Socialists demand PM resign after more slush fund details emerge
Rubalcaba says Rajoy’s permanence only serves to “aggravate current crisis” as PP accuses opposition leader of cashing in on the situation
With new details surfacing concerning alleged payoffs the Popular Party leadership received from a secret slush fund, Socialist leader Alfredo Pérez Rubalcaba on Sunday called for Prime Minister Mariano Rajoy’s resignation saying that he “isn’t fit to govern the country at such a delicate time.”
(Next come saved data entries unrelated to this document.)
//! Per-card message store with realtime sync.
//!
//! Messages live in one slot per card. Loads fill a slot, sends append
//! after the backend ack, and a background task applies realtime change
//! events. Inserts deduplicate by id, so an ack and the matching realtime
//! create never double up.

use crate::{StoreError, StoreResult};
use aliens_backend::records::{self, ListResult, MessageRecord};
use aliens_backend::{
    filter_eq, BackendError, ListQuery, PocketBaseClient, RealtimeEvent, RecordAction,
};
use aliens_types::Message;
use std::collections::HashMap;
use std::sync::atomic::{AtomicBool, Ordering};
use std::sync::Arc;
use tokio::sync::{broadcast, RwLock};

const MESSAGES_PER_PAGE: u32 = 100;

/// In-memory message slots, one per card. Pure data structure; the store
/// wraps it in a lock.
#[derive(Debug, Default)]
pub struct MessageCache {
    slots: HashMap<String, Vec<Message>>,
}

impl MessageCache {
    pub fn new() -> Self {
        Self::default()
    }

    /// Messages of a card, oldest first. Empty when the slot was never
    /// loaded.
    pub fn messages(&self, card_id: &str) -> Vec<Message> {
        self.slots.get(card_id).cloned().unwrap_or_default()
    }

    /// Whether the card's slot holds anything.
    pub fn is_loaded(&self, card_id: &str) -> bool {
        self.slots.get(card_id).is_some_and(|slot| !slot.is_empty())
    }

    /// Replace a card's slot wholesale.
    pub fn replace_slot(&mut self, card_id: &str, messages: Vec<Message>) {
        self.slots.insert(card_id.to_string(), messages);
    }

    /// Append a message to its card's slot. Returns false when a message
    /// with the same id is already present.
    pub fn insert(&mut self, message: Message) -> bool {
        let slot = self.slots.entry(message.card_id.clone()).or_default();
        if slot.iter().any(|m| m.id == message.id) {
            return false;
        }
        slot.push(message);
        true
    }

    /// Remove a message by id, wherever it lives. Returns false when no
    /// slot held it.
    pub fn remove(&mut self, message_id: &str) -> bool {
        for slot in self.slots.values_mut() {
            if let Some(pos) = slot.iter().position(|m| m.id == message_id) {
                slot.remove(pos);
                return true;
            }
        }
        false
    }

    pub fn clear(&mut self) {
        self.slots.clear();
    }
}

/// Handle to the background realtime-sync task.
pub struct RealtimeSyncHandle {
    task: tokio::task::JoinHandle<()>,
}

impl RealtimeSyncHandle {
    /// Stop applying realtime events. The feed itself is owned by the
    /// caller and keeps running.
    pub fn stop(self) {
        self.task.abort();
    }
}

/// Store for per-card chat messages.
pub struct MessageStore {
    client: Arc<PocketBaseClient>,
    cache: Arc<RwLock<MessageCache>>,
    last_error: RwLock<Option<String>>,
    loading: AtomicBool,
    /// Set once the realtime sync task has been started.
    initialized: AtomicBool,
}

impl MessageStore {
    pub fn new(client: Arc<PocketBaseClient>) -> Self {
        Self {
            client,
            cache: Arc::new(RwLock::new(MessageCache::new())),
            last_error: RwLock::new(None),
            loading: AtomicBool::new(false),
            initialized: AtomicBool::new(false),
        }
    }

    /// Whether a message load is currently in flight.
    pub fn is_loading(&self) -> bool {
        self.loading.load(Ordering::Relaxed)
    }

    /// Whether the realtime sync task has been started.
    pub fn is_initialized(&self) -> bool {
        self.initialized.load(Ordering::Relaxed)
    }

    /// Snapshot of a card's messages, oldest first.
    pub async fn messages_for(&self, card_id: &str) -> Vec<Message> {
        self.cache.read().await.messages(card_id)
    }

    /// The user-facing message of the last failed operation, if any.
    pub async fn last_error(&self) -> Option<String> {
        self.last_error.read().await.clone()
    }

    /// Load a card's messages. A slot that already holds messages is left
    /// alone unless `forced`; realtime keeps it current.
    pub async fn load_messages(&self, card_id: &str, forced: bool) -> StoreResult<()> {
        if !forced && self.cache.read().await.is_loaded(card_id) {
            tracing::debug!(card = card_id, "message load skipped, slot already filled");
            return Ok(());
        }

        let query = ListQuery::default()
            .per_page(MESSAGES_PER_PAGE)
            .sort("created")
            .filter(filter_eq("card", card_id))
            .expand("author");

        self.loading.store(true, Ordering::Relaxed);
        let list: Result<ListResult<MessageRecord>, _> =
            self.client.list(records::MESSAGES, &query).await;
        self.loading.store(false, Ordering::Relaxed);
        match list {
            Ok(list) => {
                let base_url = self.client.base_url().to_string();
                let messages: Vec<Message> = list
                    .items
                    .into_iter()
                    .map(|record| record.into_message(Some(&base_url)))
                    .collect();
                tracing::debug!(card = card_id, count = messages.len(), "messages loaded");
                self.cache.write().await.replace_slot(card_id, messages);
                *self.last_error.write().await = None;
                Ok(())
            }
            Err(e) => Err(self.record_failure(e.into(), "Failed to load messages").await),
        }
    }

    /// Send a message to a card's thread. The acked record is re-fetched
    /// with its author resolved before it lands in the slot.
    pub async fn send_message(&self, card_id: &str, text: &str) -> StoreResult<Message> {
        let author = self.require_user_id()?;
        let body = serde_json::json!({
            "text": text,
            "card": card_id,
            "author": author,
        });

        let created: MessageRecord = match self.client.create(records::MESSAGES, &body).await {
            Ok(record) => record,
            Err(e) => {
                return Err(self.record_failure(e.into(), "Failed to send message").await)
            }
        };

        let message = self.fetch_message(&created.id).await?;
        self.cache.write().await.insert(message.clone());
        *self.last_error.write().await = None;
        Ok(message)
    }

    /// Delete a message and drop it from its slot.
    pub async fn delete_message(&self, message_id: &str) -> StoreResult<()> {
        if let Err(e) = self.client.delete(records::MESSAGES, message_id).await {
            return Err(self.record_failure(e.into(), "Failed to delete message").await);
        }
        self.cache.write().await.remove(message_id);
        Ok(())
    }

    /// Drop every loaded slot, e.g. on logout.
    pub async fn clear(&self) {
        self.cache.write().await.clear();
    }

    /// Spawn a task applying the realtime feed's message events to the
    /// cache. Pass [`aliens_backend::RealtimeClient::subscribe`]'s receiver;
    /// the caller owns the feed connection itself.
    pub fn spawn_realtime_sync(
        &self,
        mut events: broadcast::Receiver<RealtimeEvent>,
    ) -> RealtimeSyncHandle {
        self.initialized.store(true, Ordering::Relaxed);
        let client = Arc::clone(&self.client);
        let cache = Arc::clone(&self.cache);

        let task = tokio::spawn(async move {
            loop {
                let event = match events.recv().await {
                    Ok(event) => event,
                    Err(broadcast::error::RecvError::Lagged(skipped)) => {
                        tracing::warn!(skipped, "realtime sync lagged behind the feed");
                        continue;
                    }
                    Err(broadcast::error::RecvError::Closed) => break,
                };

                let RealtimeEvent::Record(record_event) = event else {
                    continue;
                };
                if record_event.topic != records::MESSAGES {
                    continue;
                }

                let Some(id) = record_event.record.get("id").and_then(|v| v.as_str()) else {
                    tracing::warn!("record event without an id");
                    continue;
                };

                match record_event.action {
                    RecordAction::Create => {
                        // The pushed record carries no author expansion.
                        match Self::fetch_message_with(&client, id).await {
                            Ok(message) => {
                                cache.write().await.insert(message);
                            }
                            Err(e) => {
                                tracing::warn!(message = id, error = %e, "failed to resolve pushed message")
                            }
                        }
                    }
                    RecordAction::Delete => {
                        cache.write().await.remove(id);
                    }
                    RecordAction::Update => {}
                }
            }
        });

        RealtimeSyncHandle { task }
    }

    async fn fetch_message(&self, message_id: &str) -> StoreResult<Message> {
        Self::fetch_message_with(&self.client, message_id)
            .await
            .map_err(StoreError::Backend)
    }

    async fn fetch_message_with(
        client: &PocketBaseClient,
        message_id: &str,
    ) -> Result<Message, BackendError> {
        let record: MessageRecord = client
            .get_one(records::MESSAGES, message_id, Some("author"))
            .await?;
        Ok(record.into_message(Some(client.base_url())))
    }

    fn require_user_id(&self) -> StoreResult<String> {
        self.client
            .token()
            .map(|t| t.record_id)
            .ok_or(StoreError::Backend(BackendError::NotAuthenticated))
    }

    async fn record_failure(&self, error: StoreError, message: &str) -> StoreError {
        tracing::error!(error = %error, "{message}");
        *self.last_error.write().await = Some(message.to_string());
        error
    }
}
"His presence as head of government will only serve to aggravate the current political crisis. We are asking that he step down as prime minister and open the way for another prime minister who can re-establish the trust, security and stability that Spain needs at this time,” Rubalcaba said.
Not since the 1990s, when then-PP leader José María Aznar demanded that Socialist Prime Minister Felipe González, whose government was racked by corruption scandals, step down, has an opposition leader called on a prime minister to resign. Rubalcaba didn’t explain if the Socialists will push for early elections or present a censure motion in Congress.
His presence as head of government will only aggravate the current political crisis"
With the country rocked by allegations of payoffs that PP leaders, including Rajoy, got money aside from their official salaries for 18 years, tensions among the political and social sectors have increased over the past days.
On Saturday, Rajoy spoke for the first time about the accounting information contained in a set of ledgers prepared by his former party treasurer Luis Bárcenas and published by EL PAÍS. Rajoy called the information “false” and vowed to stay on as prime minister.
Answering Rubalcaba’s call, PP deputy secretary general Esteban González Pons accused the Socialist leader of “taking advantage of the situation” and provoking “street agitation.”